#### EXERCISE REQUIREMENTS:
Report the count of lines below in which the string "already" occurs; include nothing else.

DATA LISTING below:

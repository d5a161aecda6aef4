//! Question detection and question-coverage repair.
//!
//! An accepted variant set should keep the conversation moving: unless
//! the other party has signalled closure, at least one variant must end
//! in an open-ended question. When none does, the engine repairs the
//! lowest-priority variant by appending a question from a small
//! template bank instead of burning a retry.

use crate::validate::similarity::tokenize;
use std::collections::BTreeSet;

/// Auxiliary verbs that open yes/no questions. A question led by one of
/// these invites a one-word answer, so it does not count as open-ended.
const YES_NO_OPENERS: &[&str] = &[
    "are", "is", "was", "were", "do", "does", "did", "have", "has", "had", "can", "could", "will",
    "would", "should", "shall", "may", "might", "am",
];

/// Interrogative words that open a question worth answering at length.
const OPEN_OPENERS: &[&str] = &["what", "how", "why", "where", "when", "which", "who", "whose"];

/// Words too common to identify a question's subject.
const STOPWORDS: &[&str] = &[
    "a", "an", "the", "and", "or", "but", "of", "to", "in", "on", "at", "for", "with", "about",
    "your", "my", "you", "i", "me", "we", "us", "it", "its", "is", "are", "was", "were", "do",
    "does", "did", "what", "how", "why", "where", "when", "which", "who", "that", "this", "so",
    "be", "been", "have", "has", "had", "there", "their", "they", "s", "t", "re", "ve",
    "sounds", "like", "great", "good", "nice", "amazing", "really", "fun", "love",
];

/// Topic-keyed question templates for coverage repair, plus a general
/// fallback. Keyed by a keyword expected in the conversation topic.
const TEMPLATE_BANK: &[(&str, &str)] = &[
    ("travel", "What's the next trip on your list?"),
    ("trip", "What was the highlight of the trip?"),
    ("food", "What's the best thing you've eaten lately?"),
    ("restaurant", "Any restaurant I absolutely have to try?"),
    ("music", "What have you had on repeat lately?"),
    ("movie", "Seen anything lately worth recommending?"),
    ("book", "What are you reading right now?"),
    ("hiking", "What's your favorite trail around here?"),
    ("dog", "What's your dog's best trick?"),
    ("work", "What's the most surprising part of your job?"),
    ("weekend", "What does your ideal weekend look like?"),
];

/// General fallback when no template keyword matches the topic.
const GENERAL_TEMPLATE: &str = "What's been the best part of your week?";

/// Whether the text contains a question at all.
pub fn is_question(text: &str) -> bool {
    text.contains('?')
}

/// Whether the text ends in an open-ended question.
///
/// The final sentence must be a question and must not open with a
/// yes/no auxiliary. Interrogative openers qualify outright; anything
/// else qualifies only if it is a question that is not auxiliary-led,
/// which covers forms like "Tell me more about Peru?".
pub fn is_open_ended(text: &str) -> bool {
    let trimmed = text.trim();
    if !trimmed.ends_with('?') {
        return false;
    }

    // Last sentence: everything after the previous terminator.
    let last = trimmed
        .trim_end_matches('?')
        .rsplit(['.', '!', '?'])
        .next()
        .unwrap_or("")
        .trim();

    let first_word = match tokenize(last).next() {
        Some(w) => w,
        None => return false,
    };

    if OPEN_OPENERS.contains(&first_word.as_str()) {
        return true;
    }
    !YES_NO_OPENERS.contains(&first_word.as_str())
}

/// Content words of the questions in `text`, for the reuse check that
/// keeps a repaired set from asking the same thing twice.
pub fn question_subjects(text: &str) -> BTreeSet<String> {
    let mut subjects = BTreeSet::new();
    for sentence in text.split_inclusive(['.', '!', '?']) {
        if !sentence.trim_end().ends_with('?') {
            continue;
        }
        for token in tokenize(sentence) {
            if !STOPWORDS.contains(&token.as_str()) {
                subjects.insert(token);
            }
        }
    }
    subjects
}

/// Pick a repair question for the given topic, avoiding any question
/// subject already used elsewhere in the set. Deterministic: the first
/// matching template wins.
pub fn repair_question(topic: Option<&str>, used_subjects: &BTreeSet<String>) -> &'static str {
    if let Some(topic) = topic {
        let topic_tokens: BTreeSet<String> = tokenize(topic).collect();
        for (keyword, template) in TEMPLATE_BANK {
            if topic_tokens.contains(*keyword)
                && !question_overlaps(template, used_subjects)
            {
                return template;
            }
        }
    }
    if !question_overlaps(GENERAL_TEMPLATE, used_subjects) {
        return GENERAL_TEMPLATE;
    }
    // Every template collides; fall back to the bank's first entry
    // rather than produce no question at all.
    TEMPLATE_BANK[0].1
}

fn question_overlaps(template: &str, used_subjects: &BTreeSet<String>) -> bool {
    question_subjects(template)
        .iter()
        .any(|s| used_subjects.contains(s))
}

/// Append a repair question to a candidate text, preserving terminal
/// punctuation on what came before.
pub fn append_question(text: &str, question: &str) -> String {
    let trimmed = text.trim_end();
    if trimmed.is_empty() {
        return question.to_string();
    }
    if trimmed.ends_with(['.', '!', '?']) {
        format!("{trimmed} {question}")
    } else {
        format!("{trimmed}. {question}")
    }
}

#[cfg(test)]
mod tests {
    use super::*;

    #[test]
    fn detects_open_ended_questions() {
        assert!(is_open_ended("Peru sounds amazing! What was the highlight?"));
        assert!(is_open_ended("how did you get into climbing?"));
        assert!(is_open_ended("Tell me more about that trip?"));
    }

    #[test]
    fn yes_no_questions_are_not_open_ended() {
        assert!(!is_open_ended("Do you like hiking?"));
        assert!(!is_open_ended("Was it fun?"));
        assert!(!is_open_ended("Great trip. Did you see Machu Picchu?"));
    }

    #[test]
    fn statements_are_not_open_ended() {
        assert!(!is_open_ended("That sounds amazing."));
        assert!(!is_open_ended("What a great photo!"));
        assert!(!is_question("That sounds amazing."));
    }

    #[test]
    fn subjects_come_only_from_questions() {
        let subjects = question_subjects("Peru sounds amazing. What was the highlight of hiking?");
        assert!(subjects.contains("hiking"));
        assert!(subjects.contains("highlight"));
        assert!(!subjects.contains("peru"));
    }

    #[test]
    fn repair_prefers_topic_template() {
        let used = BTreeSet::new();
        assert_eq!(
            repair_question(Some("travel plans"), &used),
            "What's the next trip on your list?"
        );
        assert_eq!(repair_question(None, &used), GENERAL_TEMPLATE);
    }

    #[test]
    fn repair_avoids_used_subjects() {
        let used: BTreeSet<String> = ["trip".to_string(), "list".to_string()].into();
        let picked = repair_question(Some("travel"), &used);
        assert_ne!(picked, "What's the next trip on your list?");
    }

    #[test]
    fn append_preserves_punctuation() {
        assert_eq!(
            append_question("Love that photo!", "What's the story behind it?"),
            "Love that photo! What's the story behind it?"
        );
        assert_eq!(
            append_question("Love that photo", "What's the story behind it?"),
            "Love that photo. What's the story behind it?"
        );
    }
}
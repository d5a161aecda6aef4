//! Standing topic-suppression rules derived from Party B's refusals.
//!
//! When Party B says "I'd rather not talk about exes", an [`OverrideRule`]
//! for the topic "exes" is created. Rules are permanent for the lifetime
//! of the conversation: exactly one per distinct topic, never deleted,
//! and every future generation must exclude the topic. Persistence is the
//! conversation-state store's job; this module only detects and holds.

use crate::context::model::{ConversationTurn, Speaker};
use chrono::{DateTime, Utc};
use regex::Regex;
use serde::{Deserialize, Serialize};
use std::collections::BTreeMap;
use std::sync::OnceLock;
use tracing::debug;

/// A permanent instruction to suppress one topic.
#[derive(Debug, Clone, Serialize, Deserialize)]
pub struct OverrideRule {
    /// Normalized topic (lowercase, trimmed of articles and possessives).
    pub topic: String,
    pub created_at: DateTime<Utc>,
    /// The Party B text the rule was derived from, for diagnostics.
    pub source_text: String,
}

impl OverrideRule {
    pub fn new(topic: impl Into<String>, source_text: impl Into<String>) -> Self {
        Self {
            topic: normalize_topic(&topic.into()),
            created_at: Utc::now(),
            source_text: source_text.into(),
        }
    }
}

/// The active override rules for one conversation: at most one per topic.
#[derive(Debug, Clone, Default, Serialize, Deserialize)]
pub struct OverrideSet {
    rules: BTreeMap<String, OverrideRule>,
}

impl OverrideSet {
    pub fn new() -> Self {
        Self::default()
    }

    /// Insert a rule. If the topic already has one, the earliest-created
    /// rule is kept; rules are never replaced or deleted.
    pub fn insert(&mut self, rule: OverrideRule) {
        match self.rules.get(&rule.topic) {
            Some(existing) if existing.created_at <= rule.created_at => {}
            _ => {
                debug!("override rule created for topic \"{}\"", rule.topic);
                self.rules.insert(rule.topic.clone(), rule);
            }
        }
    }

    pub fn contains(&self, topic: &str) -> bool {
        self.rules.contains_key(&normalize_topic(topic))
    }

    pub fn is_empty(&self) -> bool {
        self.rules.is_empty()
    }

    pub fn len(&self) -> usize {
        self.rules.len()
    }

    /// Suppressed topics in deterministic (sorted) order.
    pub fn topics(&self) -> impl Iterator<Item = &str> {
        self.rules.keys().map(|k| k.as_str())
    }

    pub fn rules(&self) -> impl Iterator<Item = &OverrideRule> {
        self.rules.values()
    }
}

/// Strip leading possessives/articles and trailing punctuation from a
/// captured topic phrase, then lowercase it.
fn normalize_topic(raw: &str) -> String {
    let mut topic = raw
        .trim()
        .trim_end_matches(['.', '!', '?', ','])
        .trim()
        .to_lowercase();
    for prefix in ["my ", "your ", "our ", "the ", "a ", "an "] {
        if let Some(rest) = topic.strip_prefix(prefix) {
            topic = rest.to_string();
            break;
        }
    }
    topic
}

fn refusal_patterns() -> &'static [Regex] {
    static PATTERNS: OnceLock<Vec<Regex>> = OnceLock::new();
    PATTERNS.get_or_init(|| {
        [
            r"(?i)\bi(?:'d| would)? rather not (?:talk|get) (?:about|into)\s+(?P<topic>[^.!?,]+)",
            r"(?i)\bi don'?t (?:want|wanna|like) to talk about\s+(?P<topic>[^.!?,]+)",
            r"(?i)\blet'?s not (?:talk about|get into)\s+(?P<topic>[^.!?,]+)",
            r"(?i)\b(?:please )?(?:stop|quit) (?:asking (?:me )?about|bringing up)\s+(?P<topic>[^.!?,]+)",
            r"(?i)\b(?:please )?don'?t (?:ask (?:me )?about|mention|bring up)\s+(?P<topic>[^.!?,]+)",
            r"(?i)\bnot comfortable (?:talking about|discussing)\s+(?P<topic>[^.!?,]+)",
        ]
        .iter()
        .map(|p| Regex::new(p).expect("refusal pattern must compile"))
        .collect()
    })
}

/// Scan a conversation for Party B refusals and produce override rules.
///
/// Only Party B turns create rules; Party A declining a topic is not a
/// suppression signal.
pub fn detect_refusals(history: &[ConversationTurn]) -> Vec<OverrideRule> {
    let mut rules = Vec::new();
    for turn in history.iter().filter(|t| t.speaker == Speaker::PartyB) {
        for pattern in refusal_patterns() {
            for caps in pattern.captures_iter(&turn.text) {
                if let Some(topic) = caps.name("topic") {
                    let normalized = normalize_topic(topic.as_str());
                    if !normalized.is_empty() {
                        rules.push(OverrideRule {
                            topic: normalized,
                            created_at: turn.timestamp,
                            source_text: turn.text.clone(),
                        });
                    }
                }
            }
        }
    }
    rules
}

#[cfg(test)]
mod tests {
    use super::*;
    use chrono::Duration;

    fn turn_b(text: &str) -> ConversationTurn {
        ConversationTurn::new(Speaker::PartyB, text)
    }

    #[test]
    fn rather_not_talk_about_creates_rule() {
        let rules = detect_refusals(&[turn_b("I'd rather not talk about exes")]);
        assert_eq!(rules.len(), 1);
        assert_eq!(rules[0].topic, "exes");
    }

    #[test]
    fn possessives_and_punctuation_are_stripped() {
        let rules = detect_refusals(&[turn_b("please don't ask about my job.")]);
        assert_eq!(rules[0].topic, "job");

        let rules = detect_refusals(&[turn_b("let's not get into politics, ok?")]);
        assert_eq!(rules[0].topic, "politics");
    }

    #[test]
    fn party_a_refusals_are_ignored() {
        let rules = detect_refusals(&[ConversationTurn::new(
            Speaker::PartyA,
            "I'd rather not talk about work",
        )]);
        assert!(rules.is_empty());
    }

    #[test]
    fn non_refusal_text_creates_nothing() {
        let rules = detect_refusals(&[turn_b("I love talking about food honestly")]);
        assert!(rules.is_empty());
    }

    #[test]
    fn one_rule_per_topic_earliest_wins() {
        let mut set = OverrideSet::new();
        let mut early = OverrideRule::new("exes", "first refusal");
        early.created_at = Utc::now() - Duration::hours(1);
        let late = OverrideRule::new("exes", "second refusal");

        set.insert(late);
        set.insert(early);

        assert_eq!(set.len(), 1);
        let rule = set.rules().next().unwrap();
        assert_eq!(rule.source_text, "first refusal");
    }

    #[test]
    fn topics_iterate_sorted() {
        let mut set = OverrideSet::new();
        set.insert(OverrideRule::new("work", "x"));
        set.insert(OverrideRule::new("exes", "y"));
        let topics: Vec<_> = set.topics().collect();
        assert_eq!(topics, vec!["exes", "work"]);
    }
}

End of DATA LISTING.
DATA LISTING below:

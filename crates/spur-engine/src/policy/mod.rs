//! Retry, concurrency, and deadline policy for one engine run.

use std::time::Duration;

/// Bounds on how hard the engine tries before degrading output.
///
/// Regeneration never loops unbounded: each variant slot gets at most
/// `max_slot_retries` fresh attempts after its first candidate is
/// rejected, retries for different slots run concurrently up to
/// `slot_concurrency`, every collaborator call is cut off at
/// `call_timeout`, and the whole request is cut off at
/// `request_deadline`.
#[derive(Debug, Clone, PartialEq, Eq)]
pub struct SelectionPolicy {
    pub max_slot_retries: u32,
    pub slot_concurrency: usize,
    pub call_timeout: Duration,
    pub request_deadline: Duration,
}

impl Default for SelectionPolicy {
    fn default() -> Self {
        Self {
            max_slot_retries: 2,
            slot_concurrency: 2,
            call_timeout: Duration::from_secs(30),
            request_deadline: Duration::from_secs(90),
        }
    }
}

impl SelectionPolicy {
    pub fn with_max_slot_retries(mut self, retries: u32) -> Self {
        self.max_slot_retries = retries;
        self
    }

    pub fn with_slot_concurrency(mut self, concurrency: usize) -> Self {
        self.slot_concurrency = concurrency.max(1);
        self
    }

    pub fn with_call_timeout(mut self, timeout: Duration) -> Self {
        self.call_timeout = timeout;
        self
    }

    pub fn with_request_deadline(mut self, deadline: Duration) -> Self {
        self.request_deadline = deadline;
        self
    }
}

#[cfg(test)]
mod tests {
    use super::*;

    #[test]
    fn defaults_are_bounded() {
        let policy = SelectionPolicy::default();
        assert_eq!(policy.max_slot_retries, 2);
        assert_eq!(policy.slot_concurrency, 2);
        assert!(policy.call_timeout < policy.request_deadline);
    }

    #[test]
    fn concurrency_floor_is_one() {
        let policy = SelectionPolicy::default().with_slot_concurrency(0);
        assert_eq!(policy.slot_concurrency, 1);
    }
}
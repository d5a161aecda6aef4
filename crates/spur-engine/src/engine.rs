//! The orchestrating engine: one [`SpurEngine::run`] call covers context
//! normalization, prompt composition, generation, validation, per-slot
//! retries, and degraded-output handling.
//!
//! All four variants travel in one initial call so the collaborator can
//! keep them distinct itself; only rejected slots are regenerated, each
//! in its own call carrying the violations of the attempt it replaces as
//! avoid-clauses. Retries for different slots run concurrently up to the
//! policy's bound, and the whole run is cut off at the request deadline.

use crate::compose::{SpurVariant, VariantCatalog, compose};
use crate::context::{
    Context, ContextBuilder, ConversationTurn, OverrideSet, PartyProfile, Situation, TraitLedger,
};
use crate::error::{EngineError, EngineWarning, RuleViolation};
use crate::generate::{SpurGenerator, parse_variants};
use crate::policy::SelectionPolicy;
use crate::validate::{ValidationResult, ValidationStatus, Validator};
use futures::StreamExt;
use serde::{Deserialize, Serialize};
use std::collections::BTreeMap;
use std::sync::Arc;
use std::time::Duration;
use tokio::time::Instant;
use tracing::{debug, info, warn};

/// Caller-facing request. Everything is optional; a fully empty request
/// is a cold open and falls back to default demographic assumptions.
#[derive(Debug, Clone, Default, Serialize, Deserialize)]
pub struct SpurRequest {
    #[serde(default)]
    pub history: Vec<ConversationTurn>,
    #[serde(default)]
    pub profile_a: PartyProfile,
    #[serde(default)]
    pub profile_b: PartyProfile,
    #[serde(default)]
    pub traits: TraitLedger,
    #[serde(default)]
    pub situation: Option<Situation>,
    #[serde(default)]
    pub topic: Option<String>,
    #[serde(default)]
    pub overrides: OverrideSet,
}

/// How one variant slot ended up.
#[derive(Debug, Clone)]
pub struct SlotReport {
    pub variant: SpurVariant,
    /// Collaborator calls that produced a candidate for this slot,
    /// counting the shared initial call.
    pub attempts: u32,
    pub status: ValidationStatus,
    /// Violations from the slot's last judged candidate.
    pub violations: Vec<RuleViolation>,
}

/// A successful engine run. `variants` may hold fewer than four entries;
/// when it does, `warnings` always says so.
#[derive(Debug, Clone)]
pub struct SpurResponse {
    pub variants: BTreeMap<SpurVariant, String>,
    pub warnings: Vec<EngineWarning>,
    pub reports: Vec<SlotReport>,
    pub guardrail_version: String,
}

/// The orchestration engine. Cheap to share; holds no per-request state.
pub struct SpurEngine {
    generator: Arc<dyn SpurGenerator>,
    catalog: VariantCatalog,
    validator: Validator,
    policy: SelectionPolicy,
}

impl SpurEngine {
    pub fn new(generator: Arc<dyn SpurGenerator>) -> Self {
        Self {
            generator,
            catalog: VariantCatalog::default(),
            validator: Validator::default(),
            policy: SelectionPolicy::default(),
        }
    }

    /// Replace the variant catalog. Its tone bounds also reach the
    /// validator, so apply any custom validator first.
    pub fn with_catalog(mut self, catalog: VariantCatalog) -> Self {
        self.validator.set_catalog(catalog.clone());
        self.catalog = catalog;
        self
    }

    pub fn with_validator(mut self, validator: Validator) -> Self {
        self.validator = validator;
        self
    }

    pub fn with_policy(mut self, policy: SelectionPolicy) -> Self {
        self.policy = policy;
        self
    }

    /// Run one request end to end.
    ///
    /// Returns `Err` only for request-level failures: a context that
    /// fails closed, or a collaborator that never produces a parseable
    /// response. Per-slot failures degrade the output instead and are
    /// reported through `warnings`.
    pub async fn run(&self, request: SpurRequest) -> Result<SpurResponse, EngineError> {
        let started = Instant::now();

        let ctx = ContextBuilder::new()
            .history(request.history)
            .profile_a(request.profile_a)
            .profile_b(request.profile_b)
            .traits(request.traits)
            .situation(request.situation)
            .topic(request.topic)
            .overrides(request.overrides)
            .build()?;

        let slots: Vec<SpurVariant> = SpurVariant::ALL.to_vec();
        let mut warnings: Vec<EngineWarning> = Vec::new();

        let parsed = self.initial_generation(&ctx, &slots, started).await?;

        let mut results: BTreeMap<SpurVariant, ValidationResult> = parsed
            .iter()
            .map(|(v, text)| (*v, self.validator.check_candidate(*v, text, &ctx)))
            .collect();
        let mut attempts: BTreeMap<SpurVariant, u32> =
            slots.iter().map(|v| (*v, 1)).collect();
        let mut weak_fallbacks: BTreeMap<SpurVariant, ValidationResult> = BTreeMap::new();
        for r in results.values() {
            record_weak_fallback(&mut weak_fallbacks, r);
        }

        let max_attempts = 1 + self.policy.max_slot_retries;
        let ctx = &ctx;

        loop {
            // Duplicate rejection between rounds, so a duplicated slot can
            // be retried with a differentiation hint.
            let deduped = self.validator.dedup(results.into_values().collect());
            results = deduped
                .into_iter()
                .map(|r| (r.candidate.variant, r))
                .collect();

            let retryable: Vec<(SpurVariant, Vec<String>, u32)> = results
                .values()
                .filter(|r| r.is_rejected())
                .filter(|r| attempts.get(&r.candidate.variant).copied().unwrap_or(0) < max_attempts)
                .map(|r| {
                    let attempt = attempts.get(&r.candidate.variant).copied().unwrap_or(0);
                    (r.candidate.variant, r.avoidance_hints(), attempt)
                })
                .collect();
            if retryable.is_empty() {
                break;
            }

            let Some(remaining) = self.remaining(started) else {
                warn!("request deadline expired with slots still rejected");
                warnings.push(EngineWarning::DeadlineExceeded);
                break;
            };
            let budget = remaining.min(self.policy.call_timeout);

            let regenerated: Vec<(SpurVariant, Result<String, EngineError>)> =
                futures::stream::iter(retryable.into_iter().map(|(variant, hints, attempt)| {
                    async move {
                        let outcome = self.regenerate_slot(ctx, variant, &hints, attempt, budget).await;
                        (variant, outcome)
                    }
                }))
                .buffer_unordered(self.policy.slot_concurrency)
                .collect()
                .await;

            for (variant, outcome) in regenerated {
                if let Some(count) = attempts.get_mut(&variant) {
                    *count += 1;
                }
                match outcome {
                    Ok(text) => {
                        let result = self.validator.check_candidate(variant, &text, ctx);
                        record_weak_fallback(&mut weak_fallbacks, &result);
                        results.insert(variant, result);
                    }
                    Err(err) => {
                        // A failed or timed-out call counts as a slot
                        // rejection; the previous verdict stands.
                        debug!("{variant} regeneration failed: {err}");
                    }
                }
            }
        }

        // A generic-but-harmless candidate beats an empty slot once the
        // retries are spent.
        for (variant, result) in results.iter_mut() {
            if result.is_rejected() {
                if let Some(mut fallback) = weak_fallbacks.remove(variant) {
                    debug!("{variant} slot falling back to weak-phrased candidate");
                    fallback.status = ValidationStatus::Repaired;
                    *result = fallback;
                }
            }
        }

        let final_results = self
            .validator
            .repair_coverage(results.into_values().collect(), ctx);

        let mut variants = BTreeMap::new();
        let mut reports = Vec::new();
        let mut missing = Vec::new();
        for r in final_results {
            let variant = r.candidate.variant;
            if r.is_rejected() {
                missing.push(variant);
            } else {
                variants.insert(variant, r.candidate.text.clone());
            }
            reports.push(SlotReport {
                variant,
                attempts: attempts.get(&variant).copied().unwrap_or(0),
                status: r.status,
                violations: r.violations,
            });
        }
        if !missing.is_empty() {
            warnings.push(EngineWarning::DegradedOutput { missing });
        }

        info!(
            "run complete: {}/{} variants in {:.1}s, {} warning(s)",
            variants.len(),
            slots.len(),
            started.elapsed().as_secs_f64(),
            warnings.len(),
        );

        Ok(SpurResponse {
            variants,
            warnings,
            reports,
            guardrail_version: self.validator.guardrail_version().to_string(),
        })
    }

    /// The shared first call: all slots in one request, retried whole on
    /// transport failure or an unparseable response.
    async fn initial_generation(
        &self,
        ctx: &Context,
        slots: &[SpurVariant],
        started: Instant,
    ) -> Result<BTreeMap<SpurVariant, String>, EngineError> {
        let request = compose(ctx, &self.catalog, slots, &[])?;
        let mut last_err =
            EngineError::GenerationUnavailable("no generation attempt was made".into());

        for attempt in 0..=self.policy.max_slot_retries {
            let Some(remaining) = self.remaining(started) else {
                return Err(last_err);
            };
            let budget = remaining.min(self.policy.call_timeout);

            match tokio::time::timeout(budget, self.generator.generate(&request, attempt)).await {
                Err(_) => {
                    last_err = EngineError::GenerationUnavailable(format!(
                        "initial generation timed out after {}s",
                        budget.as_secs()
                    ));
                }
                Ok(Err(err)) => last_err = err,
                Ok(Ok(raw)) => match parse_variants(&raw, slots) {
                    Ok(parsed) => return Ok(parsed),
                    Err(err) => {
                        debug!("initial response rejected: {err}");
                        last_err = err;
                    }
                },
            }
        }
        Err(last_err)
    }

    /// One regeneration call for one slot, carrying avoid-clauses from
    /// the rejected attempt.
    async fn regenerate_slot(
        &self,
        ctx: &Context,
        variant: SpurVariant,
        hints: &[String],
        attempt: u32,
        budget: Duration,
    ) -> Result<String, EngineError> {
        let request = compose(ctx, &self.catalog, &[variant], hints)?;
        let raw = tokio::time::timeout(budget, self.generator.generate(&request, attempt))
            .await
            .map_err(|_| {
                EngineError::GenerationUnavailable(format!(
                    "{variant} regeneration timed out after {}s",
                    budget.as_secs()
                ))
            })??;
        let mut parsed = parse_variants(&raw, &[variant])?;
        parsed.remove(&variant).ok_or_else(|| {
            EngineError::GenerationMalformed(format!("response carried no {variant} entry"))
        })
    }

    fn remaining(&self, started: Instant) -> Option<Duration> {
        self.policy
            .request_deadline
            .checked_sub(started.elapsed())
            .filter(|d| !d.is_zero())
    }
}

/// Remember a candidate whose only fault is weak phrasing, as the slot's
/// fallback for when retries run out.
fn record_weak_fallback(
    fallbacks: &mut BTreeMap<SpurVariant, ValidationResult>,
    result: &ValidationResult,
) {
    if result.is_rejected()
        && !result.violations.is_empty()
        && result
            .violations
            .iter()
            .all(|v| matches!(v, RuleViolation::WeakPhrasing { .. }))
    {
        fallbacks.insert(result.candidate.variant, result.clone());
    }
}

End of DATA LISTING.
DATA LISTING below:

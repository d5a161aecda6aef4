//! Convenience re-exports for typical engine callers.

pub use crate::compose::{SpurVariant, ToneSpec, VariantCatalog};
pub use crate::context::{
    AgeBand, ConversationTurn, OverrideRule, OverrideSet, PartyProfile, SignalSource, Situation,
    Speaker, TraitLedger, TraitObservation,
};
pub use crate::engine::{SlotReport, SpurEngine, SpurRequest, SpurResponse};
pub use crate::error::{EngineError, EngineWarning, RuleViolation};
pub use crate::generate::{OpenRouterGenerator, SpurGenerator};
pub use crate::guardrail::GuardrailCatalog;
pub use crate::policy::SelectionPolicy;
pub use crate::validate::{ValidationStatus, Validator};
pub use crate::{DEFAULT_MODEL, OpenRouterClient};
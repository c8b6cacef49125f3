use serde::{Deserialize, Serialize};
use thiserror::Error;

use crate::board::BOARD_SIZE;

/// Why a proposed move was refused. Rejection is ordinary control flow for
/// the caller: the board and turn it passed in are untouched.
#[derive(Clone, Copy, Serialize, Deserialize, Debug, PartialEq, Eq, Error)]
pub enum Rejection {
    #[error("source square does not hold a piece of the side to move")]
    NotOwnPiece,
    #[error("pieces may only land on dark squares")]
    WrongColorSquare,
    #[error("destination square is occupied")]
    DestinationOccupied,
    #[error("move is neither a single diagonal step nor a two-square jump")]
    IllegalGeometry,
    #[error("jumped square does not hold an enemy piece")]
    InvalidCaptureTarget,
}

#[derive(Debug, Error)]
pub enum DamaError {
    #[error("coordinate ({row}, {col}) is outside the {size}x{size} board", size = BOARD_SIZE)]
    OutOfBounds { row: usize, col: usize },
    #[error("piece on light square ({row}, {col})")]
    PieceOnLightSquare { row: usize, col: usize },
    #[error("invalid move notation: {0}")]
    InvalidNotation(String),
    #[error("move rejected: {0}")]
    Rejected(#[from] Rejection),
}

End of DATA LISTING.

#### SOLUTION TO THE EXERCISE:
2